El Chafarino aguardó alguna palabra del Templao que expresara su incredulidad o, al menos, su escepticismo; pero el joven había decidido permanecer a la expectativa desde que al anciano se identificara como aquél de quien había oído decir que era un lunático. No pensaba burlarse, sino escucharle cortésmente y luego, olvidar sus locuras, y si sentía ganas de reír, se aguantaría hasta que no pudiera oírle.
-Me ocurrió la primera vez en mi isla de Congreso, donde nací. Una tarde de tormenta, al oscurecer, bajo el fragor de los truenos sentí como si estuviera leyendo un libro donde se contaba mi historia, pero no la del pasado, sino la que todavía no había sucedido. Lo estremecedor es que todo lo que vi en aquel libro se ha cumplido después. El día que hablé con Mani me pasó lo mismo; mientras me contaba las cosas del barrio y lo que experimentó contigo la noche de los júas, dentro de mi cabeza se abrió otra vez el libro, pero contaba la historia de tu amigo. Y lo que vi en ese libro era tan espantoso, que tuve que ponerme a hablar como una cotorra para evitar que lo hiciera él, para que no continuaran pasado páginas empapadas en sangre movidas por su voz. Cuando los muchachos hablaron ayer del tiro, fue como si leyera una de las páginas que leí aquel día y decía exactamente lo que vi entonces.
Guaqui reprimía la sonrisa.
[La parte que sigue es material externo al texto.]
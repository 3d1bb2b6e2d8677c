//! 节点通信配置器
//!
//! 根据集群角色启停快照发送器/接收器：
//! - Master: 停接收器，启发送器
//! - Slave: 停发送器，（重新）启动接收器指向新的主节点总线地址
//! - Phantom: 不做任何事；停掉两侧由 `isolate()` 完成
//!
//! 同一角色重复调用是幂等的。

use super::role::{NodeInfo, Role};
use super::ReplicationError;
use async_trait::async_trait;
use std::sync::Arc;

#[async_trait]
pub trait SenderControl: Send + Sync {
    fn is_started(&self) -> bool;

    async fn start_sending(&self, info: &NodeInfo) -> Result<(), ReplicationError>;

    async fn stop_sending(&self) -> Result<(), ReplicationError>;
}

#[async_trait]
pub trait ReceiverControl: Send + Sync {
    fn is_started(&self) -> bool;

    async fn start_receiving(&self, bus_address: &str) -> Result<(), ReplicationError>;

    async fn stop_receiving(&self) -> Result<(), ReplicationError>;
}

/// 节点通信配置器
pub struct Configurator {
    sender: Arc<dyn SenderControl>,
    receiver: Arc<dyn ReceiverControl>,
}

impl Configurator {
    pub fn new(sender: Arc<dyn SenderControl>, receiver: Arc<dyn ReceiverControl>) -> Self {
        Self { sender, receiver }
    }

    pub fn sender_started(&self) -> bool {
        self.sender.is_started()
    }

    pub fn receiver_started(&self) -> bool {
        self.receiver.is_started()
    }

    pub async fn set_up_nodes_communication(
        &self,
        info: &NodeInfo,
        role: Role,
    ) -> Result<(), ReplicationError> {
        match role {
            Role::Slave => {
                if self.sender.is_started() {
                    if let Err(e) = self.sender.stop_sending().await {
                        log::error!("Failed to stop sender while becoming slave: {}", e);
                    }
                }
                // 主节点可能已变更，总是重新连接
                if self.receiver.is_started() {
                    if let Err(e) = self.receiver.stop_receiving().await {
                        log::error!("Failed to stop receiver before reconnecting: {}", e);
                    }
                }
                self.receiver.start_receiving(&info.bus_address()).await
            }
            Role::Master => {
                if self.receiver.is_started() {
                    if let Err(e) = self.receiver.stop_receiving().await {
                        log::error!("Failed to stop receiver while becoming master: {}", e);
                    }
                }
                if !self.sender.is_started() {
                    self.sender.start_sending(info).await?;
                }
                Ok(())
            }
            Role::Phantom => {
                log::debug!("Phantom role, leaving node communication unchanged");
                Ok(())
            }
        }
    }

    /// 停掉正在运行的发送器和接收器（节点失去法定人数时）
    pub async fn isolate(&self) {
        if self.sender.is_started() {
            if let Err(e) = self.sender.stop_sending().await {
                log::error!("Failed to stop sender while isolating: {}", e);
            }
        }
        if self.receiver.is_started() {
            if let Err(e) = self.receiver.stop_receiving().await {
                log::error!("Failed to stop receiver while isolating: {}", e);
            }
        }
    }
}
Hallaba patética la expresión aterrada del anciano al evocar unas imágenes que sólo podían ser delirios de una mente trastornada.
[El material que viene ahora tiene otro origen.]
//! HTTP 数据模型

use serde::{Deserialize, Serialize};

use crate::replication::NodeInfo;

/// 通用 API 响应
#[derive(Debug, Clone, Serialize, Deserialize)]
pub struct ApiResponse<T> {
    pub success: bool,
    pub data: Option<T>,
    pub error: Option<ApiError>,
}

/// API 错误
#[derive(Debug, Clone, Serialize, Deserialize)]
pub struct ApiError {
    pub code: u32,
    pub message: String,
}

impl<T> ApiResponse<T> {
    pub fn success(data: T) -> Self {
        Self {
            success: true,
            data: Some(data),
            error: None,
        }
    }

    pub fn error(code: u32, message: String) -> Self {
        Self {
            success: false,
            data: None,
            error: Some(ApiError { code, message }),
        }
    }
}

/// 角色信号
///
/// `node` 是主节点的地址信息；为空时使用本节点自身的信息。
#[derive(Debug, Clone, Serialize, Deserialize)]
pub struct RoleRequest {
    pub role: String,
    #[serde(default)]
    pub node: Option<NodeInfo>,
}

/// 节点状态
#[derive(Debug, Clone, Serialize, Deserialize)]
pub struct NodeStatus {
    pub pod_id: String,
    pub role: Option<String>,
    pub master: Option<NodeInfo>,
    pub sender_started: bool,
    pub receiver_started: bool,
    pub store_generation: u64,
    pub node_groups: Vec<String>,
}

/// 就绪检查结果
#[derive(Debug, Clone, Serialize, Deserialize)]
pub struct Readiness {
    pub ready: bool,
    pub role: Option<String>,
    pub reason: Option<String>,
}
-No sonrías, Templao, aunque tienes derecho a pensar que estoy majareta.
Además de citar la risa contenida, la frase describía tan exactamente su pensamiento, que Guaqui sintió que la curiosidad ganaba en su ánimo espacio a la ironía.
-Mani me habló de ti, pero no de tus circunstancias, ¿comprendes lo que quiero decir? Me dijo que necesitaba ser tu amigo para que le ayudaras a conseguir dinero, que tú eras el adolescente más popular del barrio y otras apreciaciones así, y también me contó que trabajas en el puerto, pero de tu familia sólo me habló con entusiasmo enamorado de una hermana tuya que se llama Inma. De los otros diez no me dijo nada, ni de tu madre, ni del padre que os abandonó hace un año y se suicidó borracho, un mes después, tras despreciarle la bailaora del Café de Chinitas por la que dejó a tu madre, pero yo los vi a todos ellos en ese libro ensangrentado de mi cerebro.
Guaqui sintió un escalofrío; ni Mani ni nadie en el barrio sabía que su padre se había suicidado. De hecho, sólo lo sabían su madre y él y habían pactado no contarlo jamás al resto de la familia.
-¿Quién le ha dicho eso? -preguntó con un nudo en la garganta.
-No te asustes, Templao. Siento que tienes carácter y, con tu personalidad y tu fuerza, lo que veo dentro de mí no tendría que impresionarte más de lo que me impresiona a mí. Lo que deberíamos es tratar de aprovecharlo y, por ello, necesito que me ayudes con tu amigo, a ver si consiguiéramos evitar que se cumpla lo que dice el libro. ¿Es verdad que lleva cuatro meses inconsciente?
-Sí, pero ayer se le quitó la calentura y esta mañana estaba mucho mejor. Las monjas dicen que a lo mejor recupera pronto el sentío.
-Entonces, ha sido muy oportuno que se me ocurra venir hoy. ¿Puedes llevarme al hospital?